We had the AFP test done with our first two pregnancies.  "To be prepared" we had said each time.  This time it was different.  We had no insurance and the window of opportunity for the AFP fell while we were between Matt's jobs.  No big deal.  I was only 29.  I didn't even really think about it until after Luke was born.  One of the biggest realizations I came to after Luke's birth was that being uninsured for those 3 months was a gift from God.  I am SO incredibly happy we didn't know about the Trisomy 21 until after Luke was born.  We never would have considered ending the pregnancy (like 90-94% of people who get a prenatal diagnoses of Down syndrome do.)  I think I would have just been stressed out wondering what our son would be like.  Instead, when we were told Luke had Down syndrome, we were holding him in our arms and looking at the beautiful face of our son. (more about that moment and day on another post)

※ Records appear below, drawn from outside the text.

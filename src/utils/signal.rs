//! Signal processing helpers: zero-phase Butterworth smoothing, extremum detection,
//! numerical derivatives and wavelength truncation.
use std::f64::consts::PI;
use std::ops::Range;

use nalgebra::{DMatrix, DVector};
use num::complex::Complex64;
use serde::{Deserialize, Serialize};

use crate::error::{DfError, DfResult};
use crate::utils::math_utils::{nearest_index, usize_to_f64};

/// Order of the low-pass filter used for all smoothing operations.
pub const SMOOTHING_ORDER: usize = 5;

/// Digital Butterworth low-pass filter in transfer function form.
#[derive(Debug, Clone, PartialEq)]
pub struct Butterworth {
    b: Vec<f64>,
    a: Vec<f64>,
}

impl Butterworth {
    /// Design a digital low-pass filter of the given `order`.
    ///
    /// The cutoff is given in the same (arbitrary) units as the `sampling_rate`, so the
    /// normalized cutoff is `cutoff / (sampling_rate / 2)`.
    ///
    /// # Errors
    ///
    /// This function will return an error if
    ///   - the order is zero
    ///   - the normalized cutoff is not within the open interval (0, 1)
    pub fn low_pass(order: usize, cutoff: f64, sampling_rate: f64) -> DfResult<Self> {
        if order == 0 {
            return Err(DfError::Signal("filter order must be at least 1".into()));
        }
        let wn = cutoff / (0.5 * sampling_rate);
        if !wn.is_finite() || wn <= 0.0 || wn >= 1.0 {
            return Err(DfError::Signal(format!(
                "normalized cutoff frequency must be in (0, 1), got {wn}"
            )));
        }
        let n = usize_to_f64(order);
        // pre-warped analog prototype, mapped by the bilinear transform (sampling rate 2)
        let warped = 4.0 * (PI * wn / 2.0).tan();
        let fs2 = Complex64::new(4.0, 0.0);
        let mut poles = Vec::with_capacity(order);
        let mut denominator = Complex64::new(1.0, 0.0);
        for i in 0..order {
            let m = 2.0f64.mul_add(usize_to_f64(i), 1.0 - n);
            let analog_pole = -Complex64::from_polar(1.0, PI * m / (2.0 * n)) * warped;
            denominator *= fs2 - analog_pole;
            poles.push((fs2 + analog_pole) / (fs2 - analog_pole));
        }
        let gain = warped.powf(n) / denominator.re;

        let mut a_coeffs = vec![Complex64::new(1.0, 0.0)];
        for pole in &poles {
            let mut next = a_coeffs.clone();
            next.push(Complex64::new(0.0, 0.0));
            for i in 1..next.len() {
                next[i] -= pole * a_coeffs[i - 1];
            }
            a_coeffs = next;
        }
        let a = a_coeffs.iter().map(|c| c.re).collect();
        let mut binomial = 1.0;
        let mut b = Vec::with_capacity(order + 1);
        for k in 0..=order {
            b.push(gain * binomial);
            binomial = binomial * usize_to_f64(order - k) / usize_to_f64(k + 1);
        }
        Ok(Self { b, a })
    }
    /// Returns the numerator coefficients.
    #[must_use]
    pub fn b(&self) -> &[f64] {
        &self.b
    }
    /// Returns the denominator coefficients (`a[0]` is always 1).
    #[must_use]
    pub fn a(&self) -> &[f64] {
        &self.a
    }
    /// Initial filter state for a step response in steady state (unit input).
    fn steady_state(&self) -> DfResult<Vec<f64>> {
        let dim = self.a.len() - 1;
        let system = DMatrix::from_fn(dim, dim, |r, c| {
            let companion_t = if c == 0 {
                -self.a[r + 1]
            } else if c == r + 1 {
                1.0
            } else {
                0.0
            };
            let identity = if r == c { 1.0 } else { 0.0 };
            identity - companion_t
        });
        let rhs = DVector::from_fn(dim, |r, _| self.b[r + 1] - self.a[r + 1] * self.b[0]);
        let zi = system
            .lu()
            .solve(&rhs)
            .ok_or_else(|| DfError::Signal("cannot compute filter steady state".into()))?;
        Ok(zi.iter().copied().collect())
    }
    /// Direct form II transposed filtering with initial state `zi`.
    fn lfilter(&self, data: &[f64], zi: &[f64]) -> Vec<f64> {
        let mut state = zi.to_vec();
        let last = state.len() - 1;
        data.iter()
            .map(|x| {
                let y = self.b[0].mul_add(*x, state[0]);
                for i in 0..last {
                    state[i] = self.b[i + 1].mul_add(*x, state[i + 1]) - self.a[i + 1] * y;
                }
                state[last] = self.b[last + 1].mul_add(*x, -self.a[last + 1] * y);
                y
            })
            .collect()
    }
    /// Zero-phase forward-backward filtering with odd extension at both ends.
    ///
    /// Signals shorter than the extension length are padded with their edge values before
    /// filtering. Non-finite input propagates into the output.
    ///
    /// # Errors
    ///
    /// This function will return an error if the filter steady state cannot be computed.
    pub fn filtfilt(&self, data: &[f64]) -> DfResult<Vec<f64>> {
        if data.len() < 2 {
            return Ok(data.to_vec());
        }
        let padlen = 3 * self.a.len().max(self.b.len());
        let (signal, offset) = if data.len() <= padlen {
            let pad = (padlen - data.len()) / 2 + 1;
            let mut padded = vec![data[0]; pad];
            padded.extend_from_slice(data);
            padded.extend(std::iter::repeat_n(data[data.len() - 1], pad));
            (padded, pad)
        } else {
            (data.to_vec(), 0)
        };
        let extended = odd_extension(&signal, padlen);
        let zi = self.steady_state()?;

        let start: Vec<f64> = zi.iter().map(|z| z * extended[0]).collect();
        let mut forward = self.lfilter(&extended, &start);
        forward.reverse();
        let start: Vec<f64> = zi.iter().map(|z| z * forward[0]).collect();
        let mut backward = self.lfilter(&forward, &start);
        backward.reverse();

        let begin = padlen + offset;
        Ok(backward[begin..begin + data.len()].to_vec())
    }
}

fn odd_extension(data: &[f64], padlen: usize) -> Vec<f64> {
    let n = data.len();
    let (first, last) = (data[0], data[n - 1]);
    let mut extended = Vec::with_capacity(n + 2 * padlen);
    extended.extend((1..=padlen).rev().map(|i| 2.0f64.mul_add(first, -data[i])));
    extended.extend_from_slice(data);
    extended.extend((1..=padlen).map(|i| 2.0f64.mul_add(last, -data[n - 1 - i])));
    extended
}

/// Zero-phase low-pass smoothing with the default filter order.
///
/// # Errors
///
/// This function will return an error if the filter parameters are invalid.
pub fn smooth(data: &[f64], cutoff: f64, sampling_rate: f64) -> DfResult<Vec<f64>> {
    Butterworth::low_pass(SMOOTHING_ORDER, cutoff, sampling_rate)?.filtfilt(data)
}

/// Parameters of a zero-phase low-pass smoothing operation.
///
/// The normalized cutoff of the filter is `cutoff / (sampling_rate / 2)`.
#[derive(Debug, Clone, Copy, PartialEq, Serialize, Deserialize)]
pub struct LowPass {
    /// cutoff frequency
    pub cutoff: f64,
    /// sampling rate in the same units as the cutoff
    pub sampling_rate: f64,
}
impl LowPass {
    /// Creates a new [`LowPass`] setting.
    #[must_use]
    pub const fn new(cutoff: f64, sampling_rate: f64) -> Self {
        Self {
            cutoff,
            sampling_rate,
        }
    }
    /// Smoothes the given data with a fifth-order Butterworth filter applied forwards and backwards.
    ///
    /// # Errors
    ///
    /// This function will return an error if the filter parameters are invalid.
    pub fn apply(&self, data: &[f64]) -> DfResult<Vec<f64>> {
        smooth(data, self.cutoff, self.sampling_rate)
    }
}
impl Default for LowPass {
    fn default() -> Self {
        Self::new(2000.0, 20000.0)
    }
}

#[derive(Debug, Clone, Copy, PartialEq, Eq)]
enum Slope {
    Rising,
    Falling,
    Flat,
}

fn slope(previous: f64, current: f64) -> Slope {
    if current > previous {
        Slope::Rising
    } else if current < previous {
        Slope::Falling
    } else {
        Slope::Flat
    }
}

/// Returns the indices of all local minima.
///
/// A minimum is registered whenever a falling run turns into a rising one. For flat bottoms
/// the center of the plateau is returned.
#[must_use]
pub fn detect_minima(data: &[f64]) -> Vec<usize> {
    let mut minima = Vec::new();
    if data.len() < 3 {
        return minima;
    }
    let mut previous = slope(data[0], data[1]);
    let mut begin = 1;
    for i in 2..data.len() {
        let current = slope(data[i - 1], data[i]);
        if current != Slope::Flat {
            if previous == Slope::Falling && current == Slope::Rising {
                minima.push((begin + i - 1) / 2);
            }
            begin = i;
            previous = current;
        }
    }
    minima
}

/// Returns the indices of all local maxima.
#[must_use]
pub fn detect_maxima(data: &[f64]) -> Vec<usize> {
    let negated: Vec<f64> = data.iter().map(|v| -v).collect();
    detect_minima(&negated)
}

/// First derivative dy/dx by central differences (one-sided at both ends).
///
/// Zero steps of the x axis result in NaN entries.
#[must_use]
pub fn cent_diff(x: &[f64], y: &[f64]) -> Vec<f64> {
    let n = x.len().min(y.len());
    if n < 2 {
        return vec![0.0; n];
    }
    (0..n)
        .map(|i| {
            let (lo, hi) = (i.saturating_sub(1), (i + 1).min(n - 1));
            let dx = x[hi] - x[lo];
            if dx == 0.0 {
                f64::NAN
            } else {
                (y[hi] - y[lo]) / dx
            }
        })
        .collect()
}

/// Index range of an ascending axis between the samples closest to `start` and `end`.
///
/// The sample closest to `end` is excluded. The range is empty if `end` lies before `start`.
#[must_use]
pub fn truncation_range(x: &[f64], start: f64, end: f64) -> Range<usize> {
    let first = nearest_index(x, start);
    let last = nearest_index(x, end);
    first..last.max(first)
}

/// Truncates a spectrum to the wavelength range [`start`, `end`).
#[must_use]
pub fn truncate<'a>(x: &'a [f64], y: &'a [f64], start: f64, end: f64) -> (&'a [f64], &'a [f64]) {
    let n = x.len().min(y.len());
    let range = truncation_range(&x[..n], start, end);
    (&x[range.clone()], &y[range])
}

#[cfg(test)]
mod test {
    use super::*;
    use crate::utils::math_utils::argmax;
    use approx::{assert_abs_diff_eq, assert_relative_eq};

    #[test]
    fn butterworth_invalid() {
        assert!(Butterworth::low_pass(0, 2000.0, 20000.0).is_err());
        assert!(Butterworth::low_pass(5, 0.0, 20000.0).is_err());
        assert!(Butterworth::low_pass(5, 20000.0, 20000.0).is_err());
        assert!(Butterworth::low_pass(5, f64::NAN, 20000.0).is_err());
    }
    #[test]
    fn butterworth_coefficients() {
        let filter = Butterworth::low_pass(5, 2000.0, 20000.0).unwrap();
        assert_eq!(filter.b().len(), 6);
        assert_eq!(filter.a().len(), 6);
        assert_abs_diff_eq!(filter.a()[0], 1.0);
        // unit gain at DC
        let dc_gain: f64 = filter.b().iter().sum::<f64>() / filter.a().iter().sum::<f64>();
        assert_relative_eq!(dc_gain, 1.0, epsilon = 1e-9);
        // binomial numerator
        assert_relative_eq!(filter.b()[1], 5.0 * filter.b()[0], epsilon = 1e-12);
        assert_relative_eq!(filter.b()[2], 10.0 * filter.b()[0], epsilon = 1e-12);
        assert_relative_eq!(filter.b()[0], 1.282_581e-3, max_relative = 1e-5);
        assert_relative_eq!(filter.a()[1], -2.975_422, max_relative = 1e-5);
    }
    #[test]
    fn filtfilt_constant() {
        let filter = Butterworth::low_pass(5, 2000.0, 20000.0).unwrap();
        let smoothed = filter.filtfilt(&[3.0; 100]).unwrap();
        for v in smoothed {
            assert_abs_diff_eq!(v, 3.0, epsilon = 1e-9);
        }
    }
    #[test]
    fn filtfilt_short_data() {
        let filter = Butterworth::low_pass(5, 2000.0, 20000.0).unwrap();
        assert!(filter.filtfilt(&[]).unwrap().is_empty());
        assert_eq!(filter.filtfilt(&[1.0]).unwrap(), vec![1.0]);
        let smoothed = filter.filtfilt(&[1.0, 2.0, 3.0, 4.0, 5.0]).unwrap();
        assert_eq!(smoothed.len(), 5);
        assert!(smoothed.iter().all(|v| v.is_finite()));
    }
    #[test]
    fn filtfilt_zero_phase() {
        let data: Vec<f64> = (0..300)
            .map(|i| (-((f64::from(i) - 150.0) / 20.0).powi(2)).exp())
            .collect();
        let smoothed = smooth(&data, 2000.0, 20000.0).unwrap();
        assert_eq!(argmax(&smoothed), Some(150));
        assert_relative_eq!(smoothed[150], 1.0, max_relative = 1e-2);
    }
    #[test]
    fn filtfilt_removes_noise() {
        let data: Vec<f64> = (0..400)
            .map(|i| {
                let x = f64::from(i);
                (x / 40.0).sin() + 0.2 * if i % 2 == 0 { 1.0 } else { -1.0 }
            })
            .collect();
        let smoothed = smooth(&data, 2000.0, 20000.0).unwrap();
        for i in 50..350 {
            assert_abs_diff_eq!(smoothed[i], (i as f64 / 40.0).sin(), epsilon = 1e-2);
        }
    }
    #[test]
    fn low_pass_settings() {
        assert!(LowPass::new(0.0, 100.0).apply(&[1.0, 2.0, 3.0]).is_err());
        let smoothed = LowPass::default().apply(&[2.0; 40]).unwrap();
        assert_abs_diff_eq!(smoothed[20], 2.0, epsilon = 1e-9);
    }
    #[test]
    fn minima() {
        assert!(detect_minima(&[1.0, 0.0]).is_empty());
        assert_eq!(detect_minima(&[3.0, 2.0, 1.0, 2.0, 3.0]), vec![2]);
        assert_eq!(detect_minima(&[3.0, 1.0, 1.0, 1.0, 3.0]), vec![2]);
        assert_eq!(detect_minima(&[1.0, 2.0, 3.0]), Vec::<usize>::new());
        assert_eq!(
            detect_minima(&[2.0, 1.0, 2.0, 0.0, 5.0, 1.0, 5.0]),
            vec![1, 3, 5]
        );
    }
    #[test]
    fn maxima() {
        assert_eq!(detect_maxima(&[0.0, 1.0, 0.0, 2.0, 0.0]), vec![1, 3]);
        assert!(detect_maxima(&[0.0, 1.0, 2.0]).is_empty());
    }
    #[test]
    fn derivative() {
        let x = [0.0, 1.0, 2.0, 3.0];
        let y = [0.0, 2.0, 4.0, 6.0];
        assert_eq!(cent_diff(&x, &y), vec![2.0; 4]);
        let d = cent_diff(&[0.0, 0.0, 1.0], &[1.0, 2.0, 3.0]);
        assert!(d[0].is_nan());
        assert_eq!(cent_diff(&[1.0], &[1.0]), vec![0.0]);
    }
    #[test]
    fn truncation() {
        let x: Vec<f64> = (400..=1000).map(f64::from).collect();
        let y: Vec<f64> = x.iter().map(|v| v * 2.0).collect();
        let (xt, yt) = truncate(&x, &y, 450.0, 900.0);
        assert_eq!(xt.len(), 450);
        assert_abs_diff_eq!(xt[0], 450.0);
        assert_abs_diff_eq!(xt[449], 899.0);
        assert_abs_diff_eq!(yt[0], 900.0);
        let (xt, _) = truncate(&x, &y, 900.0, 450.0);
        assert!(xt.is_empty());
        assert_eq!(truncation_range(&x, 0.0, 2000.0), 0..600);
    }
}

It is a very personal decision whether or not you choose to have prenatal testing done.  I told myself I would want to know, be prepared, do my research, get the kids ready, plan for the future.  I really thought I would want to know.  What I didn't realize is that you can't diagnose a child.  You can diagnose an illness or a syndrome.  No one could "diagnose" Luke's amazing blue eyes or his blond mohawk.  No one could "diagnose" how he looks at me while he is nursing with the sweetest eyes - full of love. No one could "diagnose" how he kicks and get excited every time he hears his brother or sister talk or how content he is to sleep on his Daddy's chest.  And no one can "diagnose" what his future will be like.  I wish they could tell you those things when you get the results back from an AFP test or even before you decide to have one - but they can't.  An AFP test couldn't have prepared us for raising Luke.
Luke is going to La Crosse tomorrow for a 2nd echocardiogram.  His first echo, done at 24 hours after birth, came back looking great and no complications are expected, but please keep Luke in your thoughts and prayers tomorrow.

Monday, March 21, 2011

World Down Syndrome Day

Today (3-21) is World Down Syndrome Day.

Here is Luke Michael at 8 weeks.
Claire Thompson
"I wish they would only take me as I am"
-Vincent Van Gogh


Welcome to the Decorah Thompson's Blog!   Blogging is not something I ever considered doing - but as you will soon learn we have a very special blessing in our lives right now, and it is a story we want to share with our friends and family.  I am not a writer.  I'm going to put it right out there.  I express myself in many ways - but writing is not one of them.   Nevertheless, I feel the journey we are embarking on with Little Luke is one we want to invite you all to be a part of, and I think this may be the best way to do it.  So . . .off we go!!